■ Prompt ■
The answer must be a single number: how many lines in the records below contain the word "continue".
----
use anyhow::Context;
use dandelion_resolver::{engine::hickory::HickoryEngine, Config, Resolver};
use futures::future::join_all;
use itertools::Itertools;
use std::{
    net::{IpAddr, SocketAddr},
    time::Duration,
};
use structopt::StructOpt;
use tokio::task::LocalSet;
use tracing::info_span;

#[derive(Debug, StructOpt)]
#[structopt(name = "dandelion-resolve", about = "Resolve IPv4 addresses of host names")]
struct Opt {
    /// Address queries are sent from
    #[structopt(long, default_value = "0.0.0.0")]
    outbound: IpAddr,

    /// Name server to query, may be repeated; defaults to the system ones
    #[structopt(long)]
    upstream: Vec<SocketAddr>,

    /// Give up on a name after this many milliseconds
    #[structopt(long, default_value = "5000")]
    timeout: u64,

    #[structopt(long, default_value = "4096")]
    concurrency: u32,

    names: Vec<String>,
}

#[tokio::main(flavor = "current_thread")]
async fn main() -> anyhow::Result<()> {
    let _logger =
        flexi_logger::Logger::try_with_env_or_str("warn,dandelion_resolver=info")?.start()?;

    let opt = Opt::from_args();

    let config = Config {
        concurrency: opt.concurrency,
        ..Config::new(opt.outbound)
    };
    let span = info_span!("resolver", outbound = %config.outbound);
    let upstreams = opt.upstream.clone();

    let resolver = Resolver::with_engine(config, span, move || {
        if upstreams.is_empty() {
            HickoryEngine::create()
        } else {
            HickoryEngine::with_upstreams(upstreams)
        }
    })
    .context("Failed to create resolver")?;

    let timeout = Duration::from_millis(opt.timeout);

    LocalSet::new()
        .run_until(async move {
            resolver.start().context("Failed to start resolver")?;

            let results = join_all(
                opt.names
                    .iter()
                    .map(|name| resolver.lookup_timeout(name, timeout)),
            )
            .await;

            for (name, result) in opt.names.iter().zip(results) {
                match result {
                    Ok(addrs) => println!("{}: {}", name, addrs.iter().join(", ")),
                    Err(err) => println!("{}: {}", name, err),
                }
            }

            log::debug!("Resolved {} names", opt.names.len());

            anyhow::Ok(())
        })
        .await
}
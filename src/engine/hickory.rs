use super::{status, Completion, Engine, QueryId, RawResult, RR_CLASS_IN, RR_TYPE_A, RR_TYPE_AAAA};
use hickory_proto::{
    op::ResponseCode,
    rr::{Name, RData, RecordType},
    xfer::Protocol,
    ProtoError, ProtoErrorKind,
};
use hickory_resolver::{
    config::{NameServerConfig, ResolverConfig, ResolverOpts},
    lookup::Lookup,
    name_server::TokioConnectionProvider,
    system_conf::read_system_conf,
    ResolveError, TokioResolver,
};
use rustc_hash::FxHashMap;
use std::{
    collections::VecDeque,
    io::{self, Read, Write},
    net::{IpAddr, SocketAddr},
    os::{
        fd::{AsRawFd, RawFd},
        unix::net::UnixStream,
    },
    str::FromStr,
    sync::{Arc, Mutex, PoisonError},
};
use tokio::{
    runtime::{Builder, Runtime},
    sync::Semaphore,
    task::AbortHandle,
};
use tracing::{debug, trace, warn};

/// An engine running hickory lookups on a private worker runtime.
///
/// Options can be set until the first query is scheduled; that query builds
/// the worker and freezes the configuration.
pub struct HickoryEngine {
    options: Options,
    worker: Option<Worker>,
    in_flight: FxHashMap<QueryId, InFlight>,
    next_id: u32,
    next_serial: u64,
    reader: UnixStream,
    notifier: Arc<Notifier>,
}

#[derive(Debug, Clone)]
struct Options {
    interface: Option<IpAddr>,
    outgoing_interface: Option<IpAddr>,
    msg_cache_size: u64,
    rrset_cache_size: u64,
    key_cache_size: u64,
    verbosity: u8,
    outgoing_range: usize,
    queries_per_thread: usize,
    upstreams: Vec<SocketAddr>,
}

impl Default for Options {
    fn default() -> Self {
        Self {
            interface: None,
            outgoing_interface: None,
            msg_cache_size: 32,
            rrset_cache_size: 32,
            key_cache_size: 32,
            verbosity: 1,
            outgoing_range: 4096,
            queries_per_thread: 1024,
            upstreams: Vec::new(),
        }
    }
}

struct InFlight {
    serial: u64,
    abort: AbortHandle,
}

struct Worker {
    runtime: Option<Runtime>,
    resolver: TokioResolver,
    permits: Arc<Semaphore>,
}

impl Drop for Worker {
    fn drop(&mut self) {
        // The engine is usually dropped on a thread driven by another runtime,
        // where blocking on shutdown is not allowed.
        if let Some(runtime) = self.runtime.take() {
            runtime.shutdown_background();
        }
    }
}

struct Finished {
    serial: u64,
    completion: Completion,
}

struct Notifier {
    queue: Mutex<VecDeque<Finished>>,
    writer: UnixStream,
}

impl Notifier {
    fn push(&self, finished: Finished) {
        self.queue
            .lock()
            .unwrap_or_else(PoisonError::into_inner)
            .push_back(finished);

        match (&self.writer).write(&[1]) {
            Ok(_) => {}
            // The descriptor is already readable.
            Err(err) if err.kind() == io::ErrorKind::WouldBlock => {}
            Err(err) => warn!(%err, "failed to signal engine readiness"),
        }
    }

    fn take(&self) -> VecDeque<Finished> {
        std::mem::take(&mut *self.queue.lock().unwrap_or_else(PoisonError::into_inner))
    }
}

impl HickoryEngine {
    pub fn create() -> io::Result<Self> {
        let (reader, writer) = UnixStream::pair()?;
        reader.set_nonblocking(true)?;
        writer.set_nonblocking(true)?;

        Ok(Self {
            options: Options::default(),
            worker: None,
            in_flight: FxHashMap::default(),
            next_id: 1,
            next_serial: 0,
            reader,
            notifier: Arc::new(Notifier {
                queue: Mutex::new(VecDeque::new()),
                writer,
            }),
        })
    }

    /// Creates the engine and points it at `upstreams` instead of the
    /// servers from the system configuration.
    pub fn with_upstreams(upstreams: Vec<SocketAddr>) -> io::Result<Self> {
        let mut engine = Self::create()?;
        engine.options.upstreams = upstreams;
        Ok(engine)
    }

    fn worker(&mut self) -> Result<&Worker, i32> {
        if self.worker.is_none() {
            self.worker = Some(self.build_worker()?);
        }

        self.worker.as_ref().ok_or(status::INIT_FAIL)
    }

    fn build_worker(&self) -> Result<Worker, i32> {
        let runtime = Builder::new_multi_thread()
            .worker_threads(1)
            .thread_name("resolver-engine")
            .enable_all()
            .build()
            .map_err(|err| {
                warn!(%err, "failed to start engine worker");
                status::INIT_FAIL
            })?;

        let mut config = ResolverConfig::new();
        for mut server in self.name_servers() {
            server.bind_addr = self.bind_addr(&server.socket_addr);
            config.add_name_server(server);
        }

        let resolver = {
            let _entered = runtime.enter();
            TokioResolver::builder_with_config(config, TokioConnectionProvider::default())
                .with_options(self.resolver_options())
                .build()
        };

        debug!(
            upstreams = ?self.options.upstreams,
            interface = ?self.options.interface,
            outgoing_interface = ?self.options.outgoing_interface,
            msg_cache_size = self.options.msg_cache_size,
            rrset_cache_size = self.options.rrset_cache_size,
            key_cache_size = self.options.key_cache_size,
            outgoing_range = self.options.outgoing_range,
            "engine finalized"
        );

        Ok(Worker {
            runtime: Some(runtime),
            resolver,
            permits: Arc::new(Semaphore::new(self.options.outgoing_range)),
        })
    }

    fn name_servers(&self) -> Vec<NameServerConfig> {
        if !self.options.upstreams.is_empty() {
            return self
                .options
                .upstreams
                .iter()
                .map(|addr| NameServerConfig::new(*addr, Protocol::Udp))
                .collect();
        }

        match read_system_conf() {
            Ok((config, _)) if !config.name_servers().is_empty() => {
                config.name_servers().to_vec()
            }
            Ok(_) => ResolverConfig::google().name_servers().to_vec(),
            Err(err) => {
                warn!(%err, "failed to read system resolver configuration");
                ResolverConfig::google().name_servers().to_vec()
            }
        }
    }

    /// Exchanges go out from the outgoing interface, or from the listening
    /// interface when no outgoing one is set.
    fn bind_addr(&self, server: &SocketAddr) -> Option<SocketAddr> {
        self.options
            .outgoing_interface
            .or(self.options.interface)
            .filter(|ip| !ip.is_unspecified())
            .filter(|ip| ip.is_ipv4() == server.is_ipv4())
            .map(|ip| SocketAddr::new(ip, 0))
    }

    /// hickory keeps a single cache for messages, record sets and keys; it is
    /// off as soon as any of the three is.
    fn resolver_options(&self) -> ResolverOpts {
        let smallest = self
            .options
            .msg_cache_size
            .min(self.options.rrset_cache_size)
            .min(self.options.key_cache_size);

        let mut options = ResolverOpts::default();
        options.cache_size = usize::try_from(smallest).unwrap_or(usize::MAX);
        options
    }

    fn allocate_id(&mut self) -> QueryId {
        loop {
            let id = QueryId(self.next_id);
            self.next_id = self.next_id.checked_add(1).unwrap_or(1);
            if !self.in_flight.contains_key(&id) {
                return id;
            }
        }
    }
}

impl Engine for HickoryEngine {
    fn set_option(&mut self, name: &str, value: &str) -> Result<(), i32> {
        if self.worker.is_some() {
            return Err(status::AFTER_FINAL);
        }

        let value = value.trim();
        match name {
            "interface:" => self.options.interface = Some(parse(value)?),
            "outgoing-interface:" => self.options.outgoing_interface = Some(parse(value)?),
            "msg-cache-size:" => self.options.msg_cache_size = parse_size(value)?,
            "rrset-cache-size:" => self.options.rrset_cache_size = parse_size(value)?,
            "key-cache-size:" => self.options.key_cache_size = parse_size(value)?,
            "module-config:" => {
                if value != "iterator" {
                    return Err(status::SYNTAX);
                }
            }
            "verbosity:" => self.options.verbosity = parse(value)?,
            "outgoing-range:" => self.options.outgoing_range = parse_count(value)?,
            "num-queries-per-thread:" => self.options.queries_per_thread = parse_count(value)?,
            "upstream:" => self.options.upstreams.push(parse(value)?),
            _ => return Err(status::SYNTAX),
        }

        Ok(())
    }

    fn readiness_fd(&self) -> RawFd {
        self.reader.as_raw_fd()
    }

    fn resolve_async(&mut self, name: &str, rrtype: u16, rrclass: u16) -> Result<QueryId, i32> {
        let record_type = match (rrtype, rrclass) {
            (RR_TYPE_A, RR_CLASS_IN) => RecordType::A,
            (RR_TYPE_AAAA, RR_CLASS_IN) => RecordType::AAAA,
            _ => return Err(status::SYNTAX),
        };
        let qname = Name::from_str(name).map_err(|_| status::SYNTAX)?;

        if self.in_flight.len() >= self.options.queries_per_thread {
            return Err(status::NOMEM);
        }

        let id = self.allocate_id();
        let serial = self.next_serial;
        self.next_serial += 1;

        let verbose = self.options.verbosity >= 2;
        let notifier = self.notifier.clone();
        let worker = self.worker()?;
        let resolver = worker.resolver.clone();
        let permits = worker.permits.clone();
        let Some(runtime) = worker.runtime.as_ref() else {
            return Err(status::INIT_FAIL);
        };

        let task = runtime.spawn(async move {
            // Only fails once the semaphore is closed, which never happens.
            let _permit = permits.acquire_owned().await.ok();

            let completion = match resolver.lookup(qname.clone(), record_type).await {
                Ok(lookup) => answered(id, &qname, rrtype, &lookup),
                Err(err) => failed(id, &qname, rrtype, &err),
            };

            if verbose {
                debug!(%id, name = %qname, status = completion.status, "engine finished query");
            }

            notifier.push(Finished { serial, completion });
        });

        self.in_flight.insert(
            id,
            InFlight {
                serial,
                abort: task.abort_handle(),
            },
        );

        Ok(id)
    }

    fn cancel(&mut self, id: QueryId) -> Result<(), i32> {
        match self.in_flight.remove(&id) {
            Some(query) => {
                query.abort.abort();
                Ok(())
            }
            None => Err(status::NO_ID),
        }
    }

    fn process(&mut self, deliver: &mut dyn FnMut(Completion)) -> io::Result<()> {
        let mut buf = [0u8; 256];
        loop {
            match (&self.reader).read(&mut buf) {
                Ok(0) => return Err(io::ErrorKind::UnexpectedEof.into()),
                Ok(_) => continue,
                Err(err) if err.kind() == io::ErrorKind::WouldBlock => break,
                Err(err) if err.kind() == io::ErrorKind::Interrupted => continue,
                Err(err) => return Err(err),
            }
        }

        for finished in self.notifier.take() {
            let id = finished.completion.id;
            match self.in_flight.get(&id) {
                Some(query) if query.serial == finished.serial => {
                    self.in_flight.remove(&id);
                    deliver(finished.completion);
                }
                _ => trace!(%id, "discarding completion of a cancelled query"),
            }
        }

        Ok(())
    }
}

impl Drop for HickoryEngine {
    fn drop(&mut self) {
        for (_, query) in self.in_flight.drain() {
            query.abort.abort();
        }
    }
}

fn parse<T: FromStr>(value: &str) -> Result<T, i32> {
    value.parse().map_err(|_| status::SYNTAX)
}

fn parse_count(value: &str) -> Result<usize, i32> {
    match parse::<usize>(value)? {
        0 => Err(status::SYNTAX),
        count => Ok(count),
    }
}

/// Parses sizes such as `0`, `512k` or `4m`.
fn parse_size(value: &str) -> Result<u64, i32> {
    let (digits, scale) = match value.char_indices().last() {
        Some((i, 'k' | 'K')) => (&value[..i], 1 << 10),
        Some((i, 'm' | 'M')) => (&value[..i], 1 << 20),
        Some((i, 'g' | 'G')) => (&value[..i], 1 << 30),
        _ => (value, 1),
    };

    parse::<u64>(digits)?
        .checked_mul(scale)
        .ok_or(status::SYNTAX)
}

fn answered(id: QueryId, qname: &Name, rrtype: u16, lookup: &Lookup) -> Completion {
    let data: Vec<Vec<u8>> = lookup
        .record_iter()
        .filter_map(|record| match record.data() {
            RData::A(a) => Some(a.0.octets().to_vec()),
            RData::AAAA(aaaa) => Some(aaaa.0.octets().to_vec()),
            _ => None,
        })
        .collect();

    let canonname = lookup.record_iter().find_map(|record| match record.data() {
        RData::CNAME(cname) => Some(cname.0.to_utf8()),
        _ => None,
    });

    Completion {
        id,
        status: 0,
        result: Some(RawResult {
            qname: qname.to_utf8(),
            qtype: rrtype,
            qclass: RR_CLASS_IN,
            has_data: !data.is_empty(),
            data,
            canonname,
            rcode: 0,
            nxdomain: false,
            ttl: lookup.record_iter().map(|record| record.ttl()).min().unwrap_or(0),
        }),
    }
}

fn failed(id: QueryId, qname: &Name, rrtype: u16, err: &ResolveError) -> Completion {
    match err.proto().map(ProtoError::kind) {
        Some(ProtoErrorKind::NoRecordsFound { response_code, .. }) => Completion {
            id,
            status: 0,
            result: Some(RawResult {
                qname: qname.to_utf8(),
                qtype: rrtype,
                qclass: RR_CLASS_IN,
                rcode: u16::from(*response_code),
                nxdomain: *response_code == ResponseCode::NXDomain,
                ..Default::default()
            }),
        },
        _ => {
            debug!(%id, name = %qname, %err, "engine lookup failed");
            Completion {
                id,
                status: status::SERVFAIL,
                result: None,
            }
        }
    }
}
//! Line protocol: one JSON object per line in each direction.
//!
//! Requests are tagged by `op`. Replies are `{"ok":true,"result":...}` or
//! `{"ok":false,"error":{"code":...,"message":...}}`.

use std::collections::BTreeSet;

use chrono::NaiveDate;
use serde::{Deserialize, Serialize};
use ulid::Ulid;

use crate::model::*;

/// Parsed request from one input line.
#[derive(Debug, PartialEq, Deserialize)]
#[serde(tag = "op", rename_all = "snake_case")]
pub enum Request {
    CheckConflicts {
        date: NaiveDate,
        slots: Vec<Slot>,
        granularity: Granularity,
        #[serde(default)]
        exclude_id: Option<Ulid>,
    },
    Availability {
        date: NaiveDate,
    },
    Submit {
        date: NaiveDate,
        slots: Vec<Slot>,
        granularity: Granularity,
        #[serde(default)]
        requester: Requester,
    },
    Amend {
        id: Ulid,
        slots: Vec<Slot>,
        granularity: Granularity,
    },
    /// Present an admin token to unlock the privileged operations below.
    Authenticate {
        token: String,
    },
    Get {
        id: Ulid,
    },
    List {
        #[serde(default)]
        date: Option<NaiveDate>,
        #[serde(default)]
        status: Option<String>,
    },
    /// `status` stays a string so values outside the closed set surface as
    /// `invalid_state` rather than a parse failure.
    Transition {
        id: Ulid,
        status: String,
        #[serde(default)]
        note: Option<String>,
    },
    Reopen {
        id: Ulid,
        #[serde(default)]
        note: Option<String>,
    },
}

impl Request {
    pub fn is_privileged(&self) -> bool {
        matches!(
            self,
            Request::Get { .. }
                | Request::List { .. }
                | Request::Transition { .. }
                | Request::Reopen { .. }
        )
    }
}

pub fn parse_request(line: &str) -> Result<Request, ProtocolError> {
    let trimmed = line.trim();
    if trimmed.is_empty() {
        return Err(ProtocolError::Empty);
    }
    serde_json::from_str(trimmed).map_err(|e| ProtocolError::Parse(e.to_string()))
}

/// Collapse a slot list into the set the engine works on.
pub fn slot_set(slots: Vec<Slot>) -> BTreeSet<Slot> {
    slots.into_iter().collect()
}

// ── Replies ───────────────────────────────────────────────────

#[derive(Debug, Clone, PartialEq, Serialize, Deserialize)]
pub struct ErrorBody {
    pub code: String,
    pub message: String,
}

#[derive(Debug, Clone, PartialEq, Serialize, Deserialize)]
pub struct Reply {
    pub ok: bool,
    #[serde(default, skip_serializing_if = "Option::is_none")]
    pub result: Option<serde_json::Value>,
    #[serde(default, skip_serializing_if = "Option::is_none")]
    pub error: Option<ErrorBody>,
}

impl Reply {
    pub fn ok(result: serde_json::Value) -> Self {
        Self {
            ok: true,
            result: Some(result),
            error: None,
        }
    }

    pub fn err(code: &str, message: impl Into<String>) -> Self {
        Self {
            ok: false,
            result: None,
            error: Some(ErrorBody {
                code: code.to_string(),
                message: message.into(),
            }),
        }
    }

    pub fn to_line(&self) -> String {
        serde_json::to_string(self).unwrap_or_else(|e| {
            format!(r#"{{"ok":false,"error":{{"code":"internal","message":"encode: {e}"}}}}"#)
        })
    }
}

// ── Errors ────────────────────────────────────────────────────

#[derive(Debug)]
pub enum ProtocolError {
    Parse(String),
    Empty,
}

impl std::fmt::Display for ProtocolError {
    fn fmt(&self, f: &mut std::fmt::Formatter<'_>) -> std::fmt::Result {
        match self {
            ProtocolError::Parse(s) => write!(f, "parse error: {s}"),
            ProtocolError::Empty => write!(f, "empty request"),
        }
    }
}

impl std::error::Error for ProtocolError {}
----
■ Task result ■
2